BEGIN Materials provided
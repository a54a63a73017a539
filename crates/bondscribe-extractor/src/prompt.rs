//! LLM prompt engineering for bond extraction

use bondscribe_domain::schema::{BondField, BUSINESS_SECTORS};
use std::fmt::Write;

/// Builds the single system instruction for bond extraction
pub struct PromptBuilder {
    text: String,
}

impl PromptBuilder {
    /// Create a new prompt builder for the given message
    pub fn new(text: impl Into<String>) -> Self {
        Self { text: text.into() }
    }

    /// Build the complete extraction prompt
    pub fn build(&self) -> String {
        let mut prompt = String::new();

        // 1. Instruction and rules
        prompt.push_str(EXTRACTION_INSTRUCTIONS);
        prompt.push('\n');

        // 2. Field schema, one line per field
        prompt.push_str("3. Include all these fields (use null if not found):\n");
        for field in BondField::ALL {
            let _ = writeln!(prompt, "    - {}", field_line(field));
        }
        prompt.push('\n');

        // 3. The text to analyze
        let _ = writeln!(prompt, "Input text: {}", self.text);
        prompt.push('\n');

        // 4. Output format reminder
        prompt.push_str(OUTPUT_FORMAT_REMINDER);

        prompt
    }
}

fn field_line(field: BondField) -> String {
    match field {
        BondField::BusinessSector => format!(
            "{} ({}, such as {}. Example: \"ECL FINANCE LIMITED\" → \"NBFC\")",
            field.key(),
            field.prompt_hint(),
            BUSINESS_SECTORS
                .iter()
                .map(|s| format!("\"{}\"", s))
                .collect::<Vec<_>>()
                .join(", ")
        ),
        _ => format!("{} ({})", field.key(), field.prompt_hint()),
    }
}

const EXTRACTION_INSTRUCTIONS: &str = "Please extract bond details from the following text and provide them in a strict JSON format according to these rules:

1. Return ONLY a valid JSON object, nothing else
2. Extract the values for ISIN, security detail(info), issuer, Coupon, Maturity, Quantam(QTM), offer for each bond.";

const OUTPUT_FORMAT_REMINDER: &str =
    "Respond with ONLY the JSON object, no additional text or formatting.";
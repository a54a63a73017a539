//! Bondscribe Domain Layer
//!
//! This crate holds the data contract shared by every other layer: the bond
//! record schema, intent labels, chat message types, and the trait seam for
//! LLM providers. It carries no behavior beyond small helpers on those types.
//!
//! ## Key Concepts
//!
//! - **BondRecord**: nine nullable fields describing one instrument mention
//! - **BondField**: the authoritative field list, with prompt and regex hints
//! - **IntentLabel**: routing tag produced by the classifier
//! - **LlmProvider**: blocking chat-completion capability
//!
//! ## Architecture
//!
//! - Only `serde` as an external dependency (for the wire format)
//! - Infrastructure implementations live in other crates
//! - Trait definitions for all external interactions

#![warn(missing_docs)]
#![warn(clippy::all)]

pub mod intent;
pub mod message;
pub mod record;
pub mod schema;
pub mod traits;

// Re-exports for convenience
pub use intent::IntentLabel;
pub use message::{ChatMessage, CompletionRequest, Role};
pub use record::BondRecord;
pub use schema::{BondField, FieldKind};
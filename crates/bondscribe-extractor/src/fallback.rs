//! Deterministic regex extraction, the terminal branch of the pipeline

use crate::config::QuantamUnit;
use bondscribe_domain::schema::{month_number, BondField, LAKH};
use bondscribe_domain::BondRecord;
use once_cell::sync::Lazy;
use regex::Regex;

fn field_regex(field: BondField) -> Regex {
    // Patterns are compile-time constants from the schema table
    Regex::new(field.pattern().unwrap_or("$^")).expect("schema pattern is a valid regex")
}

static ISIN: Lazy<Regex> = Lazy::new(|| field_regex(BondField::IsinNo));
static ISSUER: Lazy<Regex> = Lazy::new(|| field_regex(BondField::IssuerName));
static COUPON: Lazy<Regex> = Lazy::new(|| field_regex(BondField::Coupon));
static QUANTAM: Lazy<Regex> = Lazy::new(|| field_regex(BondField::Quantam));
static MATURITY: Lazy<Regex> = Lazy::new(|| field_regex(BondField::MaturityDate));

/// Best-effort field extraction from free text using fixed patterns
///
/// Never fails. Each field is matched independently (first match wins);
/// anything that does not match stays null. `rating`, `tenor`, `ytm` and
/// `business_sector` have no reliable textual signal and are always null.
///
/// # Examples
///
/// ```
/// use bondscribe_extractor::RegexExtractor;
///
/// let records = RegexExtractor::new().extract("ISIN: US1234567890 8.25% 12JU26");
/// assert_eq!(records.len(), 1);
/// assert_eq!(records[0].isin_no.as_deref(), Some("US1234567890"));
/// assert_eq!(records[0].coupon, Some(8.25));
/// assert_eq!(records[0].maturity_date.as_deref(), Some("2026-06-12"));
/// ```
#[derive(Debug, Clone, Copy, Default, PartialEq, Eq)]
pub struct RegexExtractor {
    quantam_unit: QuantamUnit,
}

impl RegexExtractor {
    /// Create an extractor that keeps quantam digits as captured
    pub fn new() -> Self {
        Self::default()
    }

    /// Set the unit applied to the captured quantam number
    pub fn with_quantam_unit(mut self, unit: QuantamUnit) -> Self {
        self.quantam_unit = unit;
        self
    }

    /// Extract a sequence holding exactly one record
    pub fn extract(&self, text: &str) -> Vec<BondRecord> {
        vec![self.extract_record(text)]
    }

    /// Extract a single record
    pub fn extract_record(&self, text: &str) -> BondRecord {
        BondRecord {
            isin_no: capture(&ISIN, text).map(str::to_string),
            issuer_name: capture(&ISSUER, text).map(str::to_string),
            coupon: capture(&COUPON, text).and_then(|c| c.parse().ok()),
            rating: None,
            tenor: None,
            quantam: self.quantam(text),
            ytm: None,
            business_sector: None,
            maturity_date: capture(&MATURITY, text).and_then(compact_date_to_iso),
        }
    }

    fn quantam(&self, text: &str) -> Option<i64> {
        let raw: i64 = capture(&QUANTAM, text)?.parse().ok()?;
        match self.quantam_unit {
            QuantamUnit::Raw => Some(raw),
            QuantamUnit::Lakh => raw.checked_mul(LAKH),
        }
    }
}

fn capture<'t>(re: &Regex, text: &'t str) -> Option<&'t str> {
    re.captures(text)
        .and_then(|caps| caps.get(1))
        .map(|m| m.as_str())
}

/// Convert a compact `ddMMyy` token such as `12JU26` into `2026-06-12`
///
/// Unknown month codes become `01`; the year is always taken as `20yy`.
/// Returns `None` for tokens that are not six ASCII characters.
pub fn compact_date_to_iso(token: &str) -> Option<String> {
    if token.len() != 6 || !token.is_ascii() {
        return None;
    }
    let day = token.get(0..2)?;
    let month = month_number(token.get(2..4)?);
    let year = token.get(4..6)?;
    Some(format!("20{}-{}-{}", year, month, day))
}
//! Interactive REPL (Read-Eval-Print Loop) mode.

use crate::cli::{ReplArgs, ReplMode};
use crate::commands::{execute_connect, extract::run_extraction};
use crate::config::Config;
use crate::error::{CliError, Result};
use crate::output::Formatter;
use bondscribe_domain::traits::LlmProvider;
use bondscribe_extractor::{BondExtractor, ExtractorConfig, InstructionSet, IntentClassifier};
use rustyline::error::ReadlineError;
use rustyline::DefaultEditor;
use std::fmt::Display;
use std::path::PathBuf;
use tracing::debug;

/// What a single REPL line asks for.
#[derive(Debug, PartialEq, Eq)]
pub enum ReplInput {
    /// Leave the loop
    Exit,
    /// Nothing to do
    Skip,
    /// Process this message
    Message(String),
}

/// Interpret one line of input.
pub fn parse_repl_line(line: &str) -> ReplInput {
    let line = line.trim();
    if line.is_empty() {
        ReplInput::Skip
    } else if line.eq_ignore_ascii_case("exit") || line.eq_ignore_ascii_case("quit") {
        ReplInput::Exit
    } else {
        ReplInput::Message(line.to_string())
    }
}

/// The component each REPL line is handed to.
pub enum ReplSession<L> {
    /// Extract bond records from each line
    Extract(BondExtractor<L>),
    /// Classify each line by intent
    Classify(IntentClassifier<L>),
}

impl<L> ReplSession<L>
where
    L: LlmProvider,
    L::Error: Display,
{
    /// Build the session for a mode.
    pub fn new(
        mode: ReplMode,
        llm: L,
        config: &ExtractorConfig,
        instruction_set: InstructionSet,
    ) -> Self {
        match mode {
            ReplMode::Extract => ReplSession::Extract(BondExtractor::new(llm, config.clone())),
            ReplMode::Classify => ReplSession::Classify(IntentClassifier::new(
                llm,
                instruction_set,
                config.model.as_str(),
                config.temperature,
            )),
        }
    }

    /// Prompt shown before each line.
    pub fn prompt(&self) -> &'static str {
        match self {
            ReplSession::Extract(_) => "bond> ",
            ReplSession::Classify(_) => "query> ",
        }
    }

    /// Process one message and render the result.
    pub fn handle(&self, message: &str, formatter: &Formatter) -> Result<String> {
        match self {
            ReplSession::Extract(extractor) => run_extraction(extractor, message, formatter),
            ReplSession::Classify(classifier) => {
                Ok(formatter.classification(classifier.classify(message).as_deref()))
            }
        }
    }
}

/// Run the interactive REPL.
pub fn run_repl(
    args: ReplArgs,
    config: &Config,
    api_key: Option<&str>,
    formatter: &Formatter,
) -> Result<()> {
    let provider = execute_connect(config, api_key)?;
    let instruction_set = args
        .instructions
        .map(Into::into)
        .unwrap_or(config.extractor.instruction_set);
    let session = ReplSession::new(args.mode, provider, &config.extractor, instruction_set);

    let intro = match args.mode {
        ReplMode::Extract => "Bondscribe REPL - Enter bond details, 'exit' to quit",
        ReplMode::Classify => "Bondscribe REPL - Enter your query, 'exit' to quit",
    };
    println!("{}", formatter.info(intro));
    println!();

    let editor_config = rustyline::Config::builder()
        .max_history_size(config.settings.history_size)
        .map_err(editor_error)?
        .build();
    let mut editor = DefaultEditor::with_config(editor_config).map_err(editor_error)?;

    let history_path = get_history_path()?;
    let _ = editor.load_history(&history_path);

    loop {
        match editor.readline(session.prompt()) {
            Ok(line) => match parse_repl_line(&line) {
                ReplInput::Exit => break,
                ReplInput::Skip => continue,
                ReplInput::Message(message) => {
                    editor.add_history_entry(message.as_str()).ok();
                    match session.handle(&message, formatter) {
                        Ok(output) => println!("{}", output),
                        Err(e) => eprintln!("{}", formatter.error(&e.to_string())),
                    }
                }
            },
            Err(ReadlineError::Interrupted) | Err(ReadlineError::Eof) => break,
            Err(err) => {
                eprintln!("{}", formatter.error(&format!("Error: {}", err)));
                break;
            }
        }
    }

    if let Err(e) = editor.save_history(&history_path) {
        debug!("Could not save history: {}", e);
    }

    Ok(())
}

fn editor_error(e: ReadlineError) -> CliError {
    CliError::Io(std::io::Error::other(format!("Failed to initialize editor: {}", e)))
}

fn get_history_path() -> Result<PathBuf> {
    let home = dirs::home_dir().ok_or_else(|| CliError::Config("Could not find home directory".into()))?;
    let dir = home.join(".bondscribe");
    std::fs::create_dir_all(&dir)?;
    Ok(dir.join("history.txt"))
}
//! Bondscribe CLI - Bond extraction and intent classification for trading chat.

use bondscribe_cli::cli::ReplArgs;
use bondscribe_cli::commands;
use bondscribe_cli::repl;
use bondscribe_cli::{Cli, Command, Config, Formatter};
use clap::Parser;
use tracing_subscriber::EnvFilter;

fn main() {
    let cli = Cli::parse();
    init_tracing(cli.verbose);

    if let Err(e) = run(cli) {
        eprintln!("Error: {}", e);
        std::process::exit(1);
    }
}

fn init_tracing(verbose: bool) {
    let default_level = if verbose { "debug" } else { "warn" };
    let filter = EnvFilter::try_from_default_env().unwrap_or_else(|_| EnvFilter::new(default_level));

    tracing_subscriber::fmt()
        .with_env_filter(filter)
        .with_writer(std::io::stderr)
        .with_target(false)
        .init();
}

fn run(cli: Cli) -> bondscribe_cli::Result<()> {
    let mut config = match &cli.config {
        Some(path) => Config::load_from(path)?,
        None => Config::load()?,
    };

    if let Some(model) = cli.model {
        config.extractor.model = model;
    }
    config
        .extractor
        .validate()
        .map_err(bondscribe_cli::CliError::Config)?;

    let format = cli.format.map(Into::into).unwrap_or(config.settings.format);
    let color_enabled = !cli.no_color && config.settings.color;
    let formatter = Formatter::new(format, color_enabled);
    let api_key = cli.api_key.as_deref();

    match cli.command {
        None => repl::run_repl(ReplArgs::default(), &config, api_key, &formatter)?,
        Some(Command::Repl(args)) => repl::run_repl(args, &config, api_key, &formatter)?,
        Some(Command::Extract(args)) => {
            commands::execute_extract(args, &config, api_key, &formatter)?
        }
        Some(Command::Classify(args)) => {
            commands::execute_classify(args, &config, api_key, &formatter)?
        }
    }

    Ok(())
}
END Materials provided
BEGIN Materials provided
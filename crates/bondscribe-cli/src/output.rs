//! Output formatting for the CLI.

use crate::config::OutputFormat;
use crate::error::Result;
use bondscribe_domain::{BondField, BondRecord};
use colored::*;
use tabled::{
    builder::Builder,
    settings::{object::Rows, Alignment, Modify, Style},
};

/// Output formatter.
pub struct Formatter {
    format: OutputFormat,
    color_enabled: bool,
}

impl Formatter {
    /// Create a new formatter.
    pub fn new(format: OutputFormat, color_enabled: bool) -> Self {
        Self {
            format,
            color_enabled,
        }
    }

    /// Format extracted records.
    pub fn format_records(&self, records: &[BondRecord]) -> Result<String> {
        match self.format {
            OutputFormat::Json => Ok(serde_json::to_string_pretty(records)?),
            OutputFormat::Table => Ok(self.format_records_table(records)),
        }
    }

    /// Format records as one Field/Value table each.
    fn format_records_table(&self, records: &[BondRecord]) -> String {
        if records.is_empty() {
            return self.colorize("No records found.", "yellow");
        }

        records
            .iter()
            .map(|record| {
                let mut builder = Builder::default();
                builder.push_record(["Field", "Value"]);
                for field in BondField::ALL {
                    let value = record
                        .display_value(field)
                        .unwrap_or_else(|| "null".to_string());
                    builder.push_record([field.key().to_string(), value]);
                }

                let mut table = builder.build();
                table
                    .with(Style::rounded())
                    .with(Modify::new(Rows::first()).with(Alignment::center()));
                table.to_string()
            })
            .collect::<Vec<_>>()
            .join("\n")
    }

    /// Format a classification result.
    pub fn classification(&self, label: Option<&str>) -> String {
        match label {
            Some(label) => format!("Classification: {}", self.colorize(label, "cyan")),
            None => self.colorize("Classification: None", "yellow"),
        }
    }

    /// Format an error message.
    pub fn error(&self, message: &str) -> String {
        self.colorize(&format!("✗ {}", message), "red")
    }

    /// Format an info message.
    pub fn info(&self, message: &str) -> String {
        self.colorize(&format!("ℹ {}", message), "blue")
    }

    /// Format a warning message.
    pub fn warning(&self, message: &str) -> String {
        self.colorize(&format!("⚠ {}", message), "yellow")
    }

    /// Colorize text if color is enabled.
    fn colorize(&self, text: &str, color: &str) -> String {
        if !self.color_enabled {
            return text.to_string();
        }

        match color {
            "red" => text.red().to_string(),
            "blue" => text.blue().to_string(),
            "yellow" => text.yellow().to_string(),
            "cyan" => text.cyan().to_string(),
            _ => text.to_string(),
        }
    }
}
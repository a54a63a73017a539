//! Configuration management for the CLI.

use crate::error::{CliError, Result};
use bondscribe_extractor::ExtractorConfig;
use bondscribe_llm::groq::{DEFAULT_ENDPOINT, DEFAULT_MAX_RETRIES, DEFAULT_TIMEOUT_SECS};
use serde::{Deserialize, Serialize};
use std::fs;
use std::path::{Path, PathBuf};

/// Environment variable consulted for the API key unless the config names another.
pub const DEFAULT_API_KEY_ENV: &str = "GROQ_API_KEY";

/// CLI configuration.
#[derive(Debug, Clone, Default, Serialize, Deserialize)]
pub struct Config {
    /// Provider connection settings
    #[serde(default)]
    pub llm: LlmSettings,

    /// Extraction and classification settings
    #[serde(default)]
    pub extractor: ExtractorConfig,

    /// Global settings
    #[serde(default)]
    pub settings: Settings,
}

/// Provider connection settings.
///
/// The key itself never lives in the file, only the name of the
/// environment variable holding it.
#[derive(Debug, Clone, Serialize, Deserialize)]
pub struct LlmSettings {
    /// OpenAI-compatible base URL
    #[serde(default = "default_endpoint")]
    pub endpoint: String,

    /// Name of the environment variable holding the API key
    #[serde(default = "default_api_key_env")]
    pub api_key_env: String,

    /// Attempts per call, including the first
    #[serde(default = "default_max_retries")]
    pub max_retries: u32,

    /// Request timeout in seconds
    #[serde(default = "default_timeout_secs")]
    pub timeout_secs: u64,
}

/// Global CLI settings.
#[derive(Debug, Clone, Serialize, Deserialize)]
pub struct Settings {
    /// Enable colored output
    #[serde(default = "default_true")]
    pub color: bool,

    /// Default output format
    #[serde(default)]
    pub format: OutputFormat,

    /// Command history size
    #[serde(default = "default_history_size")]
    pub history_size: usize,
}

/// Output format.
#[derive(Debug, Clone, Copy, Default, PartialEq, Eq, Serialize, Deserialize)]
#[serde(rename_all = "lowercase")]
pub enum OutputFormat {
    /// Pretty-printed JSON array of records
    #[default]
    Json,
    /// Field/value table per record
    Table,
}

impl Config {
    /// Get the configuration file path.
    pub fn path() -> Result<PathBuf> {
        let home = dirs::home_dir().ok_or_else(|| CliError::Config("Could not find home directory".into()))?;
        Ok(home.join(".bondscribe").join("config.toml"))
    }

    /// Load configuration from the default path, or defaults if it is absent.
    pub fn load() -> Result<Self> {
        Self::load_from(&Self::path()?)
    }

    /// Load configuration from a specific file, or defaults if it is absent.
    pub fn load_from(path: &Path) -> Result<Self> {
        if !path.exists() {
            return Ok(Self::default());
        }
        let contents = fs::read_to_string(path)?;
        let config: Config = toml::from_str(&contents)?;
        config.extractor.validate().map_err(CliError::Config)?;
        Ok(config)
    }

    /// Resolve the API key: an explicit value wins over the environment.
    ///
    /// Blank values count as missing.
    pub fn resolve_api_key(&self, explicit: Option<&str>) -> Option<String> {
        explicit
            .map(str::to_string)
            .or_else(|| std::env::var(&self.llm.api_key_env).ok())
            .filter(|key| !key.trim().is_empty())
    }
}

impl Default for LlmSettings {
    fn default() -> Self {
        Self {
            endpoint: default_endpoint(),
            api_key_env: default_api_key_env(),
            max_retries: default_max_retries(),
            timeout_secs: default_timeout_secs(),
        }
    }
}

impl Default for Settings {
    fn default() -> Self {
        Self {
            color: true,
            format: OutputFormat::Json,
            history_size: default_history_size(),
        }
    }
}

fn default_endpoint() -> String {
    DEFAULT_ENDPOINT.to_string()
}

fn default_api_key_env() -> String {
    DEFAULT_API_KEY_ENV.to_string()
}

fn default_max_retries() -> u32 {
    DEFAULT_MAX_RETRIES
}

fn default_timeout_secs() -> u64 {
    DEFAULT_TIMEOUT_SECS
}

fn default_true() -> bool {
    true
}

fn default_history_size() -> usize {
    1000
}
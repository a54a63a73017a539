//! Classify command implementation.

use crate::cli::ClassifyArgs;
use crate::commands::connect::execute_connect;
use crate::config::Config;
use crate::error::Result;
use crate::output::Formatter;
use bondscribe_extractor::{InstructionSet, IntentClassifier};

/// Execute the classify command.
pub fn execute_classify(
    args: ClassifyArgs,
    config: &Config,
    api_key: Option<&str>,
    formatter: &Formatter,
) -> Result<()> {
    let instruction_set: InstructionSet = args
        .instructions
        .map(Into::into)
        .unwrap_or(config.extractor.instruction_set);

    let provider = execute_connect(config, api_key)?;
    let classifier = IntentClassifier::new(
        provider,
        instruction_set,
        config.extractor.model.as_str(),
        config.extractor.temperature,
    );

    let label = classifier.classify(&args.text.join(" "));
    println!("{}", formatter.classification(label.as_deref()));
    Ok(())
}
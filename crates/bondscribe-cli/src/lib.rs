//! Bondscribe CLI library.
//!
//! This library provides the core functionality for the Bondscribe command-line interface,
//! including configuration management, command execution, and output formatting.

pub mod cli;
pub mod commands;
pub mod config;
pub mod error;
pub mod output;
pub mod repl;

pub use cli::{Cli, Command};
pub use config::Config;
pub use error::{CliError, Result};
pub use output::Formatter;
END Materials provided
### What the task requires:
Each line of the entries above that includes the string "verbose" should be copied out.

### Solution to the problem:
    init_tracing(cli.verbose);
fn init_tracing(verbose: bool) {
    let default_level = if verbose { "debug" } else { "warn" };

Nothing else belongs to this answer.